The Value of Traveling Medicine
After many years of hard work and preparation, I finally have a chance to do what I have wanted since starting down the road of Medicine--innovate in Primary Care. And a long road it has been!
Due to some unavoidable circumstances around physician staffing, my current work with Iora Health has offered me a chance to practice Primary care in our first open clinic, the Culinary Extra Clinic in Las Vegas, Nevada. As some of you may know, I currently consider Boston my home, a vexing situation. What we have worked out (we being my wife and my company), is for me to travel to and from Las Vegas weekly, spending 3-4 days practicing primary care in our brand new and frankly amazing practice. By Boston academic standards, this actually has me at full time (8 "sessions" per week, where one "session" is one half-day). The road is long, the travel tiring, and the time away from my wife unbearable. However, I have learned something about travelling to a single to location to work that my younger colleagues may wish to consider.
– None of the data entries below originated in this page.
//! WeakValueMap: owned keys mapped to weakly held values.

use crate::handle_table::HandleTable;
use crate::refs::WeakRef;
use crate::slot::WeakSlot;
use crate::sync::{Purge, PurgeLock};
use core::borrow::Borrow;
use core::fmt;
use core::hash::{BuildHasher, Hash};
use std::collections::hash_map::RandomState;

struct ValueEntries<K, W> {
    table: HandleTable<K, WeakSlot<W>>,
}

impl<K, W: WeakRef> Purge for ValueEntries<K, W> {
    type Expired = (K, WeakSlot<W>);

    fn purge(&mut self) -> Vec<Self::Expired> {
        self.table.retain(|_, slot| slot.is_alive())
    }

    fn stored(&self) -> usize {
        self.table.len()
    }
}

/// A map from owned keys to weakly held values.
///
/// An entry disappears once its value has been dropped everywhere else.
/// Keys compare by ordinary `Eq`/`Hash`. Every operation purges dead
/// entries first, under the same lock acquisition as the operation.
/// Iteration order of `keys`/`values` is unspecified.
pub struct WeakValueMap<K, W, S = RandomState> {
    hasher: S,
    entries: PurgeLock<ValueEntries<K, W>>,
}

impl<K, W> WeakValueMap<K, W>
where
    K: Eq + Hash,
    W: WeakRef,
{
    pub fn new() -> Self {
        Self::with_hasher(RandomState::new())
    }

    pub fn with_capacity(capacity: usize) -> Self {
        Self::with_capacity_and_hasher(capacity, RandomState::new())
    }
}

impl<K, W> Default for WeakValueMap<K, W>
where
    K: Eq + Hash,
    W: WeakRef,
{
    fn default() -> Self {
        Self::new()
    }
}

impl<K, W, S> WeakValueMap<K, W, S>
where
    K: Eq + Hash,
    W: WeakRef,
    S: BuildHasher,
{
    pub fn with_hasher(hasher: S) -> Self {
        Self::with_capacity_and_hasher(0, hasher)
    }

    pub fn with_capacity_and_hasher(capacity: usize, hasher: S) -> Self {
        Self {
            hasher,
            entries: PurgeLock::new(ValueEntries {
                table: HandleTable::with_capacity(capacity),
            }),
        }
    }

    pub fn hasher(&self) -> &S {
        &self.hasher
    }

    /// Number of entries whose value is alive.
    pub fn len(&self) -> usize {
        self.entries.lock().table.len()
    }

    pub fn is_empty(&self) -> bool {
        self.len() == 0
    }

    /// The value stored under `key`, if it is still alive.
    pub fn get<Q>(&self, key: &Q) -> Option<W::Strong>
    where
        K: Borrow<Q>,
        Q: ?Sized + Hash + Eq,
    {
        let hash = self.hasher.hash_one(key);
        let entries = self.entries.lock();
        let handle = entries.table.find(hash, |k| k.borrow() == key)?;
        entries.table.get(handle).and_then(|(_, slot)| slot.get())
    }

    pub fn contains_key<Q>(&self, key: &Q) -> bool
    where
        K: Borrow<Q>,
        Q: ?Sized + Hash + Eq,
    {
        self.get(key).is_some()
    }

    /// Store a weak reference to `value` under `key`. Returns the value
    /// previously stored there, if it was alive.
    pub fn insert(&self, key: K, value: &W::Strong) -> Option<W::Strong> {
        let hash = self.hasher.hash_one(&key);
        // The rejected duplicate key is dropped here, after the lock.
        let replaced = self
            .entries
            .lock()
            .table
            .upsert(hash, key, WeakSlot::new(value));
        replaced.and_then(|(_, old)| old.get())
    }

    /// Index-style assignment: `Some` stores the value, `None` removes the
    /// key. There is no "present but empty" entry.
    pub fn set(&self, key: K, value: Option<&W::Strong>) -> Option<W::Strong> {
        match value {
            Some(value) => self.insert(key, value),
            None => self.remove(&key),
        }
    }

    /// Remove `key`, returning its value if it was alive.
    pub fn remove<Q>(&self, key: &Q) -> Option<W::Strong>
    where
        K: Borrow<Q>,
        Q: ?Sized + Hash + Eq,
    {
        let hash = self.hasher.hash_one(key);
        let removed = {
            let mut entries = self.entries.lock();
            let handle = entries.table.find(hash, |k| k.borrow() == key)?;
            entries.table.remove(handle)
        };
        removed.and_then(|(_, slot)| slot.get())
    }

    /// Keys of the live entries.
    pub fn keys(&self) -> Vec<K>
    where
        K: Clone,
    {
        self.entries
            .lock()
            .table
            .iter()
            .filter(|(_, slot)| slot.is_alive())
            .map(|(k, _)| k.clone())
            .collect()
    }

    /// The live values.
    pub fn values(&self) -> Vec<W::Strong> {
        self.entries
            .lock()
            .table
            .iter()
            .filter_map(|(_, slot)| slot.get())
            .collect()
    }

    /// Snapshot of the live entries.
    pub fn entries(&self) -> Vec<(K, W::Strong)>
    where
        K: Clone,
    {
        self.entries
            .lock()
            .table
            .iter()
            .filter_map(|(k, slot)| slot.get().map(|v| (k.clone(), v)))
            .collect()
    }

    /// Sweep out dead entries now. Returns how many were removed.
    pub fn purge(&self) -> usize {
        self.entries.lock().purged()
    }

    pub fn clear(&self) {
        let drained = self.entries.lock().table.clear();
        drop(drained);
    }
}

impl<'a, K, W, S> FromIterator<(K, &'a W::Strong)> for WeakValueMap<K, W, S>
where
    K: Eq + Hash,
    W: WeakRef,
    W::Strong: 'a,
    S: BuildHasher + Default,
{
    fn from_iter<I: IntoIterator<Item = (K, &'a W::Strong)>>(iter: I) -> Self {
        let iter = iter.into_iter();
        let map = Self::with_capacity_and_hasher(iter.size_hint().0, S::default());
        for (key, value) in iter {
            map.insert(key, value);
        }
        map
    }
}

impl<K, W, S> fmt::Debug for WeakValueMap<K, W, S>
where
    K: fmt::Debug,
    W: WeakRef,
    W::Strong: fmt::Debug,
{
    fn fmt(&self, f: &mut fmt::Formatter<'_>) -> fmt::Result {
        let entries = self.entries.lock();
        f.debug_map()
            .entries(
                entries
                    .table
                    .iter()
                    .filter_map(|(k, slot)| slot.get().map(|v| (k, v))),
            )
            .finish()
    }
}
No matter where you do it, the practice of primary care can be consumptive. Each patient has unique needs, often with much deferred self-care over the years, and in the presence of a supportive primary care system, the "work" to be done is staggering. While my work as a physician is to recognize disease, help to prescribe and decide a path to health, and guide my patients as they walk--the real work lies with each individual to care for themselves and their family. In any case, the days are long and the work both inspiring and tiring. Now add to that the prospects of launching a brand new practice, as part of a larger, new company. As you can imagine there is plenty to do. And I am grateful that I get to do it on the road.
Strange? Surely. I had no idea that the travel would help. It turns out that being stuck in a different city (and Las Vegas is certainly different from Boston), is incredibly beneficial when faced with the prospect of hard work. While I miss my wife terribly, there is no signal other than hunger or fatigue that my day's work is done. I have no plans, no friends calling me to go out, no obligations. While this would be a sad existence in the long term, when faced with such monumental mountains of labor, I find it... comforting.
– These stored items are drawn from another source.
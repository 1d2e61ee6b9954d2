//! Leaf wrappers around a single weak reference.

use crate::refs::{StrongRef, WeakRef};
use core::fmt;
use core::hash::{Hash, Hasher};

/// Holds a non-owning reference to exactly one referent.
///
/// Slots are immutable once created. Querying a dead slot is not an
/// error; it is the expected steady state until the next purge.
pub struct WeakSlot<W> {
    weak: W,
}

impl<W: WeakRef> WeakSlot<W> {
    pub fn new(strong: &W::Strong) -> Self {
        Self {
            weak: <W::Strong as StrongRef>::downgrade(strong),
        }
    }

    /// The referent, if it is still alive.
    #[inline]
    pub fn get(&self) -> Option<W::Strong> {
        self.weak.upgrade()
    }

    #[inline]
    pub fn is_alive(&self) -> bool {
        !self.weak.is_expired()
    }

    /// Identity check against a live referent.
    #[inline]
    pub fn refers_to(&self, strong: &W::Strong) -> bool {
        self.weak.addr() == <W::Strong as StrongRef>::addr(strong)
    }

    #[inline]
    pub(crate) fn addr(&self) -> *const () {
        self.weak.addr()
    }
}

impl<W> fmt::Debug for WeakSlot<W>
where
    W: WeakRef,
    W::Strong: fmt::Debug,
{
    fn fmt(&self, f: &mut fmt::Formatter<'_>) -> fmt::Result {
        match self.get() {
            Some(strong) => fmt::Debug::fmt(&strong, f),
            None => f.write_str("nil"),
        }
    }
}

/// A weakly held map key: the slot plus the hash of the referent's
/// address, computed once at insertion.
///
/// The cached hash keeps the key hashable after its referent is gone.
/// Equality is identity: a wrapper always equals itself, and two
/// distinct wrappers are equal iff both referents are alive and share
/// an address. Two distinct dead wrappers are never equal.
pub struct WeakKey<W> {
    slot: WeakSlot<W>,
    hash: u64,
}

impl<W: WeakRef> WeakKey<W> {
    pub fn new(strong: &W::Strong, hash: u64) -> Self {
        Self {
            slot: WeakSlot::new(strong),
            hash,
        }
    }

    #[inline]
    pub fn get(&self) -> Option<W::Strong> {
        self.slot.get()
    }

    #[inline]
    pub fn is_alive(&self) -> bool {
        self.slot.is_alive()
    }

    /// Identity match against a probe. A dead key matches nothing.
    #[inline]
    pub fn matches(&self, strong: &W::Strong) -> bool {
        self.slot.is_alive() && self.slot.refers_to(strong)
    }

    #[inline]
    pub fn cached_hash(&self) -> u64 {
        self.hash
    }
}

impl<W: WeakRef> PartialEq for WeakKey<W> {
    fn eq(&self, other: &Self) -> bool {
        if core::ptr::eq(self, other) {
            return true;
        }
        self.slot.is_alive() && other.slot.is_alive() && self.slot.addr() == other.slot.addr()
    }
}

impl<W: WeakRef> Eq for WeakKey<W> {}

impl<W> Hash for WeakKey<W> {
    fn hash<H: Hasher>(&self, state: &mut H) {
        self.hash.hash(state);
    }
}

impl<W> fmt::Debug for WeakKey<W>
where
    W: WeakRef,
    W::Strong: fmt::Debug,
{
    fn fmt(&self, f: &mut fmt::Formatter<'_>) -> fmt::Result {
        fmt::Debug::fmt(&self.slot, f)
    }
}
The ability to focus singly on one task is a gift in some ways. It is certainly a privilege that I did not enjoy as a resident--always pulled in a million directions at work while simultaneously seeking the elusive and ill-defined "work-life balance." But, if you can believe it, in Vegas there are no distractions. I wake up, work out, work all day, eat dinner, work all night, sleep and repeat. I am honing my craft and although the costs are high, I believe the rewards will be as well.
So some advice to my younger colleagues: Get out there. You either have been or are currently struggling in some type of race through medical school, residency, or the ranks of junior faculty. You are trying to make a life for yourself in your chosen home town and all of its attendant benefits. I implore those among you who can, to consider hitting the road for awhile. Move some place different, commute far to work and really dive in to it. The rewards will shock you.*
* I have only been doing this for 3 months, I will have more complete data in 3 more.